オーストラリアのワインマニュアル、ワイナリーマップ
日本では6年ほど前に「ワイン投資ファンド」と呼ばれる投資信託が登場しました。その名の通り、ワインに投資するわけですので、ワインの価値によって運用益は異なります。ワインはぶどうが収穫されてから3年弱の熟成期間を経て初めてボトルに詰められ出荷されます。収穫の翌年には既に値が付き、熟成期間中も常に売買が行われます。ワインは1年間の生産量が概ね決まっていますので、飲まれることで絶対数が減っていきます。ですから、数が減るにしたがい、希少価値が出てきて、価格が上昇するのです。ワインを収穫後すぐに買い付け、そのワインの価格が上昇してから売却して利益を出すというのが「ワイン投資ファンド」です。確かに、ワイン自体は、でき上がってすぐの若いうちに買えば安く買えますが、今、数年前の熟成されたワインを買おうとすればかなり高い値段がついています。出来の良いワインは年数とともに値上がりするというワインの特徴を生かした投資だといえるでしょう。
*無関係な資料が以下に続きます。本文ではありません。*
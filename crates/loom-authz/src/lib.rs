// Copyright (c) 2025 Geoffrey Huntley <ghuntley@ghuntley.com>. All rights reserved.
// SPDX-License-Identifier: Proprietary

//! Policy-driven authorization for Loom.
//!
//! This crate provides:
//! - Access-control models parsed from INI-style text (`r`, `p`, `g`, `e`, `m`)
//! - Matcher expressions compiled once and evaluated per rule
//! - Role hierarchies with optional domains
//! - Allow-override, deny-override and priority effects
//! - Pluggable policy storage through adapters, with filtered loading
//! - Host-registered matcher functions and change notification
//!
//! # Usage
//!
//! ```ignore
//! use loom_authz::{Enforcer, FileAdapter};
//!
//! let enforcer = Enforcer::new(&std::fs::read_to_string("model.conf")?, FileAdapter::new("policy.csv"))?;
//! if enforcer.enforce(&["alice", "data1", "read"])? {
//!     // allowed
//! }
//! ```

pub mod adapter;
pub mod cache;
pub mod config;
pub mod effect;
pub mod enforcer;
pub mod error;
mod management;
pub mod matcher;
pub mod model;
pub mod policy;
pub mod rbac;
mod rbac_api;
pub mod watcher;

pub use adapter::{
	Adapter, FileAdapter, Filter, MemoryAdapter, NullAdapter, PolicyLine, PolicyLoader,
	PolicyPersister, StringAdapter,
};
pub use config::{load_config, load_config_from_env, EnforcerConfig, EnforcerConfigLayer};
pub use effect::EffectKind;
pub use enforcer::{EnforceContext, Enforcer};
pub use error::{AuthzError, Result};
pub use matcher::{CustomFn, FunctionMap};
pub use model::{Assertion, Model, Section};
pub use rbac::{RoleGraph, RoleManager};
pub use watcher::Watcher;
オーストラリア国内のワイン市場はかなり大きく、ワイン産業自体が、醸造、雇用、輸出および観光を通してオーストラリア経済に多大な貢献をしています。ワインはとても身近な存在で、どこのレストランでもたいていワインリストが用意されています。ワインのテイスティングができるワイナリーも数多く存在し、リカーショップ(酒屋)でも、お店の大部分をワインが占め、レジ近くでワインカタログやワインマニュアルが売られています。このマニュアルには、ヴィンテージワインの銘柄・年代ごとの価格が列記されていて、素人でもその価値をはかることができるようになっています。オーストラリアワインは、ヨーロッパのワインに比べて高品質ながら、かなり安く飲むことが出来ますが、Penfoldsの「GRANGE」(ペンフォールズ社のグランジ)などは、知る人ぞ知る高級ワインで、日本でもワイン通にはとても人気があるワインです。機会がありましたら、ぜひ一度お試しください。大切な記念日にでも・・・。